The U-M Board of Regents approved the investments Thursday through the Michigan Investment in New Technology Startups initiative. The MINTS fund, which is overseen by the U-M Investment Office, was started in 2011 to invest directly in technologies and ideas developed by U-M researchers.
The startups—all based in Michigan—range from one that sells a software platform for encouraging collaboration and knowledge sharing to a company that helps dentists detect and treat cavities earlier without drilling. The investments, ranging from $500,000 to $1 million, will help accelerate businesses that directly contribute to the state’s economy.
Eligible startups primarily are those that have licensed technologies that originated in faculty labs. Once a startup has secured an initial round of funding from a qualifying independent venture capital firm, it is eligible for MINTS funding.
The university’s commitment to supporting the success of its startup companies ensures that research discoveries created on campus have the opportunity be brought to the market as new products that will improve our quality of life and enhance societal well-being.
“The university’s commitment to supporting the success of its startup companies ensures that research discoveries created on campus have the opportunity be brought to the market as new products that will improve our quality of life and enhance societal well-being,” said Kelly Sexton, associate vice president for research-technology transfer and innovation partnerships at U-M. “These four investments in startup companies located in Ann Arbor will accelerate the growth of our region’s entrepreneurial ecosystem.”
U-M Tech Transfer as helped more than 129 startups launch since 2010. Of the four companies receiving the funding, one—GreenMark—is a tenant in the office’s accelerator space. And another—MemryX—plans to move in soon. Startups receiving U-M funding are:
- MemryX: $1 million. This startup comes from the work of Wei Lu, a professor in electrical engineering and computer science, whose research also launched U-M startup Crossbar. Lu and his team developed an in-memory computing system built to significantly outperform today’s CPU/GPU computing architecture for data-intensive tasks.
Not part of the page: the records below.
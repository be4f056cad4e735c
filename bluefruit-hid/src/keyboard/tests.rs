use std::cell::RefCell;
use std::collections::VecDeque;
use std::rc::Rc;
use std::string::String;

use embedded_hal::delay::DelayNs;
use embedded_hal::digital::{ErrorType as PinErrorType, InputPin, OutputPin};
use embedded_hal::spi::{ErrorType as SpiErrorType, SpiBus};

use bluefruit_sdep::sdep::{SdepType, SDEP_MAX_PAYLOAD};
use bluefruit_sdep::time::Clock;
use bluefruit_sdep::BluefruitLe;

use super::*;

/// Scripted coprocessor shared by the hardware mocks. Time only advances
/// when the service delays or reads the clock, and the IRQ line follows the
/// scripted response bytes.
#[derive(Default)]
struct Shared {
    now_us: u64,
    cs_low: bool,
    not_ready: u32,
    written: Vec<u8>,
    rx: VecDeque<u8>,
}

#[derive(Debug)]
struct MockErr;

impl embedded_hal::spi::Error for MockErr {
    fn kind(&self) -> embedded_hal::spi::ErrorKind {
        embedded_hal::spi::ErrorKind::Other
    }
}

impl embedded_hal::digital::Error for MockErr {
    fn kind(&self) -> embedded_hal::digital::ErrorKind {
        embedded_hal::digital::ErrorKind::Other
    }
}

struct MockSpi(Rc<RefCell<Shared>>);

impl SpiErrorType for MockSpi {
    type Error = MockErr;
}

impl SpiBus<u8> for MockSpi {
    fn read(&mut self, words: &mut [u8]) -> Result<(), MockErr> {
        let mut s = self.0.borrow_mut();
        for w in words {
            *w = s.rx.pop_front().unwrap_or(0);
        }
        Ok(())
    }

    fn write(&mut self, words: &[u8]) -> Result<(), MockErr> {
        self.0.borrow_mut().written.extend_from_slice(words);
        Ok(())
    }

    fn transfer(&mut self, read: &mut [u8], write: &[u8]) -> Result<(), MockErr> {
        let mut s = self.0.borrow_mut();
        if s.not_ready > 0 {
            s.not_ready -= 1;
            read.fill(SdepType::SlaveNotReady as u8);
        } else {
            read.fill(0x00);
            s.written.extend_from_slice(write);
        }
        Ok(())
    }

    fn transfer_in_place(&mut self, words: &mut [u8]) -> Result<(), MockErr> {
        let copy = words.to_vec();
        self.transfer(words, &copy)
    }

    fn flush(&mut self) -> Result<(), MockErr> {
        Ok(())
    }
}

struct MockCs(Rc<RefCell<Shared>>);

impl PinErrorType for MockCs {
    type Error = MockErr;
}

impl OutputPin for MockCs {
    fn set_low(&mut self) -> Result<(), MockErr> {
        self.0.borrow_mut().cs_low = true;
        Ok(())
    }

    fn set_high(&mut self) -> Result<(), MockErr> {
        self.0.borrow_mut().cs_low = false;
        Ok(())
    }
}

struct MockIrq(Rc<RefCell<Shared>>);

impl PinErrorType for MockIrq {
    type Error = MockErr;
}

impl InputPin for MockIrq {
    fn is_high(&mut self) -> Result<bool, MockErr> {
        Ok(!self.0.borrow().rx.is_empty())
    }

    fn is_low(&mut self) -> Result<bool, MockErr> {
        self.is_high().map(|h| !h)
    }
}

struct MockRst;

impl PinErrorType for MockRst {
    type Error = MockErr;
}

impl OutputPin for MockRst {
    fn set_low(&mut self) -> Result<(), MockErr> {
        Ok(())
    }

    fn set_high(&mut self) -> Result<(), MockErr> {
        Ok(())
    }
}

struct MockDelay(Rc<RefCell<Shared>>);

impl DelayNs for MockDelay {
    fn delay_ns(&mut self, ns: u32) {
        self.0.borrow_mut().now_us += u64::from(ns) / 1000;
    }
}

struct MockClock(Rc<RefCell<Shared>>);

impl Clock for MockClock {
    fn now_ms(&mut self) -> u16 {
        let mut s = self.0.borrow_mut();
        s.now_us += 100;
        (s.now_us / 1000) as u16
    }
}

type TestKeyboard = BleKeyboard<MockSpi, MockCs, MockIrq, MockRst, MockDelay, MockClock>;

struct Rig {
    shared: Rc<RefCell<Shared>>,
    kbd: TestKeyboard,
}

fn rig(config: KeyboardConfig) -> Rig {
    let shared = Rc::new(RefCell::new(Shared::default()));
    let ble = BluefruitLe::new(
        MockSpi(shared.clone()),
        MockCs(shared.clone()),
        MockIrq(shared.clone()),
        MockRst,
        MockDelay(shared.clone()),
        MockClock(shared.clone()),
    );
    Rig {
        shared,
        kbd: BleKeyboard::new(ble, config),
    }
}

fn quiet_config() -> KeyboardConfig {
    KeyboardConfig {
        sample_battery: false,
        ..KeyboardConfig::default()
    }
}

/// A rig that has already run the init script successfully.
fn configured_rig(config: KeyboardConfig) -> Rig {
    let mut r = rig(config);
    for _ in 0..6 {
        r.push_response("OK\r\n");
    }
    r.kbd.enable_keyboard().unwrap();
    r.take_commands();
    r
}

impl Rig {
    fn advance_ms(&self, ms: u64) {
        self.shared.borrow_mut().now_us += ms * 1000;
    }

    /// Queues `text` as one or more response frames.
    fn push_response(&self, text: &str) {
        let mut s = self.shared.borrow_mut();
        let chunks: Vec<&[u8]> = if text.is_empty() {
            vec![&[]]
        } else {
            text.as_bytes().chunks(SDEP_MAX_PAYLOAD).collect()
        };
        for (i, chunk) in chunks.iter().enumerate() {
            let more = i + 1 < chunks.len();
            s.rx.push_back(SdepType::Response as u8);
            s.rx.push_back(0x00);
            s.rx.push_back(0x0A);
            s.rx.push_back(chunk.len() as u8 | ((more as u8) << 7));
            s.rx.extend(chunk.iter());
        }
    }

    /// Reassembles and clears the AT commands the service has sent.
    fn take_commands(&self) -> Vec<String> {
        let mut s = self.shared.borrow_mut();
        let mut commands = Vec::new();
        let mut current = Vec::new();
        let mut bytes = s.written.as_slice();
        while !bytes.is_empty() {
            assert_eq!(bytes[0], SdepType::Command as u8);
            assert_eq!(u16::from_le_bytes([bytes[1], bytes[2]]), 0x0A00);
            let len = usize::from(bytes[3] & 0x7F);
            let more = bytes[3] & 0x80 != 0;
            assert!(len <= SDEP_MAX_PAYLOAD);
            current.extend_from_slice(&bytes[4..4 + len]);
            if !more {
                commands.push(String::from_utf8(core::mem::take(&mut current)).unwrap());
            }
            bytes = &bytes[4 + len..];
        }
        assert!(current.is_empty(), "unterminated command fragment");
        s.written.clear();
        commands
    }
}

#[test]
fn enable_keyboard_runs_the_init_script_in_order() {
    let mut r = rig(quiet_config());
    for _ in 0..6 {
        r.push_response("OK\r\n");
    }
    r.kbd.enable_keyboard().unwrap();
    assert!(r.kbd.is_configured());
    assert_eq!(
        r.take_commands(),
        [
            "ATE=0",
            "AT+GAPINTERVALS=10,30,,",
            "AT+GAPDEVNAME=PS/2 keyboard converter",
            "AT+BLEHIDEN=1",
            "AT+BLEPOWERLEVEL=-12",
            "ATZ",
        ]
    );
}

#[test]
fn a_failing_init_command_aborts_and_is_retried() {
    let mut r = rig(quiet_config());
    r.push_response("OK\r\n");
    r.push_response("ERROR\r\n");
    r.kbd.task();
    assert!(!r.kbd.is_configured());
    assert_eq!(r.take_commands().len(), 2, "script must stop at the failure");

    for _ in 0..6 {
        r.push_response("OK\r\n");
    }
    r.kbd.task();
    assert!(r.kbd.is_configured());
    assert_eq!(r.take_commands().len(), 6, "retry restarts from the top");
}

#[test]
fn key_report_format_is_bit_compatible() {
    let mut r = configured_rig(quiet_config());
    r.kbd
        .try_send(Report::Keys {
            modifier: 0x02,
            keys: [0x04, 0x05, 0, 0, 0, 0],
        })
        .unwrap();
    r.kbd.task();
    assert_eq!(
        r.take_commands(),
        ["AT+BLEKEYBOARDCODE=02-00-04-05-00-00-00-00"]
    );
}

#[test]
fn consumer_report_format_is_bit_compatible() {
    let mut r = configured_rig(quiet_config());
    r.kbd.try_send(Report::Consumer { usage: 0x00E9 }).unwrap();
    r.kbd.task();
    assert_eq!(r.take_commands(), ["AT+BLEHIDCONTROLKEY=0x00e9"]);
}

#[test]
fn mouse_report_issues_move_then_buttons() {
    let mut r = configured_rig(quiet_config());
    r.kbd
        .try_send(Report::MouseMove {
            x: -3,
            y: 4,
            scroll: 1,
            pan: 0,
            buttons: MOUSE_BTN_LEFT | MOUSE_BTN_MIDDLE,
        })
        .unwrap();
    r.kbd.task();
    assert_eq!(
        r.take_commands(),
        ["AT+BLEHIDMOUSEMOVE=-3,4,1,0", "AT+BLEHIDMOUSEBUTTON=LM"]
    );
    assert_eq!(r.kbd.queued_reports(), 0);
}

#[test]
fn mouse_report_with_no_buttons_sends_zero() {
    let mut r = configured_rig(quiet_config());
    r.kbd
        .try_send(Report::MouseMove {
            x: 1,
            y: 0,
            scroll: 0,
            pan: 0,
            buttons: 0,
        })
        .unwrap();
    r.kbd.task();
    assert_eq!(
        r.take_commands(),
        ["AT+BLEHIDMOUSEMOVE=1,0,0,0", "AT+BLEHIDMOUSEBUTTON=0"]
    );
}

#[test]
fn the_queue_holds_forty_reports_and_delivers_fifo() {
    let mut r = configured_rig(quiet_config());
    for i in 0..SEND_QUEUE_DEPTH as u8 {
        r.kbd
            .try_send(Report::Keys {
                modifier: 0,
                keys: [i, 0, 0, 0, 0, 0],
            })
            .unwrap();
    }
    let overflow = Report::Consumer { usage: 1 };
    assert_eq!(r.kbd.try_send(overflow), Err(overflow));
    assert_eq!(r.kbd.queued_reports(), SEND_QUEUE_DEPTH);

    // One acknowledgement per pump step keeps exactly one command in
    // flight; every report still leaves in order.
    for _ in 0..SEND_QUEUE_DEPTH {
        r.push_response("OK\r\n");
    }
    for _ in 0..=SEND_QUEUE_DEPTH {
        r.kbd.task();
    }

    let commands = r.take_commands();
    assert_eq!(commands.len(), SEND_QUEUE_DEPTH);
    for (i, cmd) in commands.iter().enumerate() {
        assert_eq!(
            *cmd,
            format!("AT+BLEKEYBOARDCODE=00-00-{i:02x}-00-00-00-00-00")
        );
    }
    assert_eq!(r.kbd.queued_reports(), 0);
}

#[test]
fn no_new_report_is_sent_while_a_response_is_outstanding() {
    let mut r = configured_rig(quiet_config());
    r.kbd
        .try_send(Report::Consumer { usage: 0x01 })
        .unwrap();
    r.kbd.task();
    assert_eq!(r.take_commands().len(), 1);

    r.kbd
        .try_send(Report::Consumer { usage: 0x02 })
        .unwrap();
    r.kbd.task();
    assert_eq!(
        r.take_commands(),
        Vec::<String>::new(),
        "back-pressure must hold the second report"
    );
}

#[test]
fn a_stuck_coprocessor_is_abandoned_after_two_timeouts() {
    let mut r = configured_rig(quiet_config());
    r.kbd.try_send(Report::Consumer { usage: 0x01 }).unwrap();
    r.kbd.task();
    r.take_commands();
    r.kbd.try_send(Report::Consumer { usage: 0x02 }).unwrap();

    // IRQ stays low past the head-of-line deadline: the outstanding entry
    // is discarded and the queued report proceeds.
    r.advance_ms(2 * u64::from(SDEP_TIMEOUT_MS) + 1);
    r.kbd.task();
    assert_eq!(r.take_commands(), ["AT+BLEHIDCONTROLKEY=0x0002"]);
}

#[test]
fn send_keys_chunks_across_reports() {
    let mut r = configured_rig(quiet_config());
    r.kbd.send_keys(0x01, &[1, 2, 3, 4, 5, 6, 7, 8]);
    assert_eq!(r.kbd.queued_reports(), 2);

    r.push_response("OK\r\n");
    r.push_response("OK\r\n");
    for _ in 0..3 {
        r.kbd.task();
    }
    assert_eq!(
        r.take_commands(),
        [
            "AT+BLEKEYBOARDCODE=01-00-01-02-03-04-05-06",
            "AT+BLEKEYBOARDCODE=01-00-07-08-00-00-00-00",
        ]
    );
}

#[test]
fn first_connection_poll_probes_event_support() {
    let mut r = configured_rig(quiet_config());
    r.advance_ms(1001);
    r.push_response("OK\r\n"); // AT+EVENTENABLE=0x1
    r.push_response("OK\r\n"); // AT+EVENTENABLE=0x2
    r.push_response("1\r\nOK\r\n"); // AT+GAPGETCONN
    r.kbd.task();

    assert!(r.kbd.is_connected());
    assert_eq!(
        r.take_commands(),
        ["AT+EVENTENABLE=0x1", "AT+EVENTENABLE=0x2", "AT+GAPGETCONN"]
    );
}

#[test]
fn later_connection_polls_skip_the_probe() {
    let mut r = configured_rig(quiet_config());
    r.advance_ms(1001);
    r.push_response("OK\r\n");
    r.push_response("OK\r\n");
    r.push_response("1\r\nOK\r\n");
    r.kbd.task();
    r.take_commands();

    r.advance_ms(1001);
    r.push_response("0x0\r\nOK\r\n"); // event poll sees no change
    r.push_response("0\r\nOK\r\n"); // AT+GAPGETCONN
    r.kbd.task();

    assert!(!r.kbd.is_connected());
    assert_eq!(r.take_commands(), ["AT+EVENTSTATUS", "AT+GAPGETCONN"]);
}

#[test]
fn event_status_bits_drive_the_connection_state() {
    let mut r = configured_rig(quiet_config());
    r.advance_ms(1001);
    r.push_response("OK\r\n");
    r.push_response("OK\r\n");
    r.push_response("0\r\nOK\r\n");
    r.kbd.task();
    r.take_commands();
    assert!(!r.kbd.is_connected());

    // Bit 0: connected.
    r.push_response("0x1\r\nOK\r\n");
    r.kbd.task();
    assert!(r.kbd.is_connected());
    assert_eq!(r.take_commands(), ["AT+EVENTSTATUS"]);

    // Bit 1: disconnected.
    r.push_response("0x2\r\nOK\r\n");
    r.kbd.task();
    assert!(!r.kbd.is_connected());
}

#[test]
fn battery_is_sampled_on_its_own_interval() {
    let mut r = configured_rig(KeyboardConfig::default());
    r.advance_ms(10_001);
    r.push_response("OK\r\n"); // AT+EVENTENABLE=0x1
    r.push_response("OK\r\n"); // AT+EVENTENABLE=0x2
    r.push_response("0\r\nOK\r\n"); // AT+GAPGETCONN
    r.push_response("3300\r\nOK\r\n"); // AT+HWVBAT
    r.kbd.task();

    assert_eq!(r.kbd.battery_voltage_mv(), 3300);
    let commands = r.take_commands();
    assert_eq!(commands.last().unwrap(), "AT+HWVBAT");
}

#[test]
fn mode_leds_require_configuration_and_follow_the_connection() {
    let mut r = rig(quiet_config());
    assert!(!r.kbd.set_mode_leds(true));

    let mut r = configured_rig(quiet_config());
    assert!(r.kbd.set_mode_leds(true));
    // Not connected: the blue LED stays off.
    assert_eq!(r.take_commands(), ["AT+HWMODELED=1", "AT+HWGPIO=19,0"]);
}

#[test]
fn power_level_is_formatted_as_a_signed_integer() {
    let mut r = configured_rig(quiet_config());
    assert!(r.kbd.set_power_level(-8));
    assert_eq!(r.take_commands(), ["AT+BLEPOWERLEVEL=-8"]);
}

#[test]
fn hex_masks_and_integers_parse_leniently() {
    assert_eq!(parse_hex_mask("0x1"), Some(1));
    assert_eq!(parse_hex_mask(" 0X0102 "), Some(0x102));
    assert_eq!(parse_hex_mask("0x0000000000000002"), Some(2));
    assert_eq!(parse_hex_mask("zz"), None);

    assert_eq!(parse_decimal("3300"), 3300);
    assert_eq!(parse_decimal(" 1 "), 1);
    assert_eq!(parse_decimal("garbage"), 0);
}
- Ripple Science: $750,000. Ripple makes web-based software to facilitate the recruitment and management of participants in research studies. It helps research teams create and manage their participant recruitment campaigns as well as all post-enrollment processes, such as tracking appointments and study tasks. The software was initially developed by psychology professor Nestor Lopez-Duran.
- GreenMark Biomedical: $500,000. GreenMark was founded in 2016 and focuses on minimally invasive diagnosis and treatment for early detection and treatment of tooth decay. The technology involves small biopolymer particles produced from food-grade starch developed by Joerg Lahann, professor of chemical engineering, materials science and engineering and biomedical engineering.
- Give and Take: $500,000. This Ann Arbor-based company was co-founded in 2016 by Wayne Baker, professor of management and organizations. The company developed a software platform called Givitas that encourages collaboration, information sharing and problem solving, and transforms workplaces into communities of productive generosity.
“I am thrilled to have my university involved,” Baker said. “My dream is it would be useful for the university.”
The MINTS funding will be funneled into sales and marketing to bring Givitas to a broader market. Its customers include Google, Harvard University, Blue Cross/Blue Shield, Morgan Stanley, General Motors and others.
Other platforms including Yammer, Slack, Facebook’s Workplace and Microsoft teams offer their own pros and cons, but are all ways to tap into a network, Baker said.
“What I saw was a need for a special purpose platform devoted to generalized reciprocity,” he said. “People think of it as paying it forward. You can do that with a number of these platforms, but can’t do it well on a large scale. That’s why we developed Givitas.”